No sentía miaja de alivio, cuando un sábado, ¡qué día tan señalao!, mi madre puso el caldero de la lejía a hervir. Mientras cocía el agua,  mi  madre  aclaraba  en  el  patio.  El agüelo se había ido fuera a tomar el sol. Y cátate que uno de los chicos de tía Tecla, Roquillo, el mayor, que era de mi edad y se espepitaba por mí, viéndome acostao con la cara tapá por la colcha, me sacudió y me dijo: "Matías,  ¿sabes  que  ha  parío  la  perra?  ¡Seis cachorros tiene!

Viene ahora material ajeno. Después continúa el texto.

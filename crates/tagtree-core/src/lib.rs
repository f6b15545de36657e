//! tagtree core model
//!
//! Building blocks shared by every tagtree crate:
//! - [`tag`]: tag URIs and tag patterns
//! - [`node`]: the tagged tree (mapping / sequence / scalar nodes)
//! - [`object`]: native object graphs and native type references
//! - [`warning`]: categorized, filterable non-fatal diagnostics

pub mod node;
pub mod object;
pub mod tag;
pub mod warning;

pub use node::{Node, NodeId, NodeValue, Scalar};
pub use object::{ListRef, MapRef, NativeObject, Object, TypeRef};
pub use tag::{TagError, TagPattern, TagUri, TagVersion};
pub use warning::{Warning, WarningCategory, Warnings};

Y está tan celosa, que no me atrevo a cogerle uno. ¿Te atreves tú?" Yo he tenío  siempre  la  debiliá  de  que  cuando  me preguntan si me atrevo, me atrevería me paece  que  a  encararme  con  Dios.  Contesté: "Ahora mismo", y salté de mi colchón. El chico -no sé por qué, ¡las veces que he pensao por qué pudo ser aquello!, ¡cosas de la suerte del hombre!- va y dice: "Pues yo, pa que no te escubran, aquí en tu sitio me escondo." Y se cuela en mi cama, y sube la colcha como yo, igualito...
Voy  al  cobertizo,  me  yego  a  la  Pulia,  me enzarco con ella, me clava los dientes en este brazo,  me  saca  un  peazo  e  pellejo  -¡lo  que son las madres pa defender la cría!, agarro uno  de  los  perriyos,  ciegos  aún,  un  canelo precioso, cierro la cancilla y a escape me vuelvo a la cocina. En la puerta me paro elavao de susto; ¡tía Tecla estaba ayí! Me quedo estatua. Con la perra, bueno; pero con la mujer... Y así, agachaito, la veo que tienta en mi cama, y el primo callao. Entonces, ¡Virgen de los Llanos!, la veo que agarra por las asas el caldero de la lejía, hirviendo a to hervir, que lo alza en peso, que se vuelve, que se acerca a la cama y que de pronto... ¡zas!, lo suerta encima de golpe... ¡Si viese usted lo que pasó,  antes  de  morir,  aquella  criatura  escaldá viva! ¡Ni un santo mártir!
Y  ahí  tiene  usté  por  qué  luego  he  creído que lo que está de allí... -añadió Matías, con relampagueos de espanto en las pupilas al recuerdo de la tragedia, y señalando hacia arriba.

"Blanco y Negro", núm. 572, 1902.

Cuento


1.005. Pardo Bazan (Emilia)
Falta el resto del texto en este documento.